Task goal: Go through the entries and tally the lines containing the word "struct". Only the total is wanted.

Excerpted records:
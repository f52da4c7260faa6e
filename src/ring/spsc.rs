//! Lock-free byte ring for exactly one writer and one reader.
//!
//! `head` and `tail` are monotonic byte counters; `head - tail` is the fill,
//! so every byte of the arena is usable and equal counters always mean empty.

use super::RingError;
use std::ptr::{self, NonNull};
use std::sync::atomic::{AtomicUsize, Ordering};

/// Largest capacity a [`SpscRingBuffer`] accepts (largest power of two <= 65535).
pub const SPSC_MAX_CAPACITY: usize = 1 << 15;

pub struct SpscRingBuffer {
    // Raw base of a leaked `Box<[u8]>` of `capacity` bytes, freed in `Drop`.
    // Transfers copy through this pointer only, never through a slice
    // reference covering the whole arena.
    buf: NonNull<u8>,
    capacity: usize,
    mask: usize,
    head: AtomicUsize,
    tail: AtomicUsize,
}

// The producer only touches `[head, tail + capacity)` and the consumer only
// `[tail, head)`; the two ranges never overlap.
unsafe impl Send for SpscRingBuffer {}
unsafe impl Sync for SpscRingBuffer {}

impl SpscRingBuffer {
    pub fn new(capacity: usize) -> Result<Self, RingError> {
        if !capacity.is_power_of_two() {
            return Err(RingError::InvalidCapacity {
                capacity,
                reason: "must be a power of two",
            });
        }
        if !(2..=SPSC_MAX_CAPACITY).contains(&capacity) {
            return Err(RingError::InvalidCapacity {
                capacity,
                reason: "must be between 2 and 32768 bytes",
            });
        }

        let mut buf = Vec::new();
        buf.try_reserve_exact(capacity)
            .map_err(|source| RingError::HeapAllocation { capacity, source })?;
        buf.resize(capacity, 0);

        let raw = Box::into_raw(buf.into_boxed_slice()) as *mut u8;
        // SAFETY: `Box::into_raw` never returns null.
        let buf = unsafe { NonNull::new_unchecked(raw) };

        Ok(Self {
            buf,
            capacity,
            mask: capacity - 1,
            head: AtomicUsize::new(0),
            tail: AtomicUsize::new(0),
        })
    }

    /// Hands out the single producer and consumer. The mutable borrow keeps a
    /// second pair from being created while these are alive.
    pub fn split(&mut self) -> (Producer<'_>, Consumer<'_>) {
        let ring: &Self = self;
        (Producer { ring }, Consumer { ring })
    }

    #[inline]
    pub fn capacity(&self) -> usize {
        self.capacity
    }

    #[inline]
    pub fn bytes_filled(&self) -> usize {
        let tail = self.tail.load(Ordering::Acquire);
        let head = self.head.load(Ordering::Acquire);
        head.wrapping_sub(tail).min(self.capacity)
    }

    #[inline]
    pub fn bytes_available(&self) -> usize {
        self.capacity - self.bytes_filled()
    }

    #[inline]
    pub fn is_empty(&self) -> bool {
        self.head.load(Ordering::Relaxed) == self.tail.load(Ordering::Relaxed)
    }

    #[inline]
    pub fn is_full(&self) -> bool {
        self.bytes_filled() == self.capacity
    }
}

impl Drop for SpscRingBuffer {
    fn drop(&mut self) {
        let slice = ptr::slice_from_raw_parts_mut(self.buf.as_ptr(), self.capacity);
        // SAFETY: `buf` came from `Box::into_raw` of a `[u8]` of `capacity`
        // bytes and is freed exactly once.
        unsafe { drop(Box::from_raw(slice)) };
    }
}

pub struct Producer<'a> {
    ring: &'a SpscRingBuffer,
}

pub struct Consumer<'a> {
    ring: &'a SpscRingBuffer,
}

impl Producer<'_> {
    /// Writes as much of `src` as fits and returns the count.
    #[inline]
    pub fn write(&mut self, src: &[u8]) -> usize {
        let head = self.ring.head.load(Ordering::Relaxed);
        let tail = self.ring.tail.load(Ordering::Acquire);
        let available = self.ring.capacity - head.wrapping_sub(tail);
        let len = src.len().min(available);
        if len == 0 {
            return 0;
        }

        let start = head & self.ring.mask;
        let contiguous = self.ring.capacity - start;
        let first_chunk = len.min(contiguous);

        // SAFETY: `start + first_chunk <= capacity` and the tail end of the
        // copy lands in `[0, len - first_chunk)`, all free space the consumer
        // will not touch until `head` is published below.
        unsafe {
            let buf_ptr = self.ring.buf.as_ptr();
            ptr::copy_nonoverlapping(src.as_ptr(), buf_ptr.add(start), first_chunk);
            if len > first_chunk {
                ptr::copy_nonoverlapping(
                    src.as_ptr().add(first_chunk),
                    buf_ptr,
                    len - first_chunk,
                );
            }
        }

        self.ring
            .head
            .store(head.wrapping_add(len), Ordering::Release);
        len
    }

    #[inline]
    pub fn bytes_available(&self) -> usize {
        self.ring.bytes_available()
    }
}

impl Consumer<'_> {
    /// Reads up to `dst.len()` bytes and returns the count.
    #[inline]
    pub fn read(&mut self, dst: &mut [u8]) -> usize {
        let tail = self.ring.tail.load(Ordering::Relaxed);
        let head = self.ring.head.load(Ordering::Acquire);
        let len = dst.len().min(head.wrapping_sub(tail));
        if len == 0 {
            return 0;
        }

        let start = tail & self.ring.mask;
        let contiguous = self.ring.capacity - start;
        let first_chunk = len.min(contiguous);

        // SAFETY: the copied range lies inside `[tail, head)`, which the
        // producer will not write until `tail` is published below.
        unsafe {
            let buf_ptr = self.ring.buf.as_ptr() as *const u8;
            ptr::copy_nonoverlapping(buf_ptr.add(start), dst.as_mut_ptr(), first_chunk);
            if len > first_chunk {
                ptr::copy_nonoverlapping(
                    buf_ptr,
                    dst.as_mut_ptr().add(first_chunk),
                    len - first_chunk,
                );
            }
        }

        self.ring
            .tail
            .store(tail.wrapping_add(len), Ordering::Release);
        len
    }

    #[inline]
    pub fn bytes_filled(&self) -> usize {
        self.ring.bytes_filled()
    }

    #[inline]
    pub fn is_empty(&self) -> bool {
        self.ring.is_empty()
    }
}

Task response: 3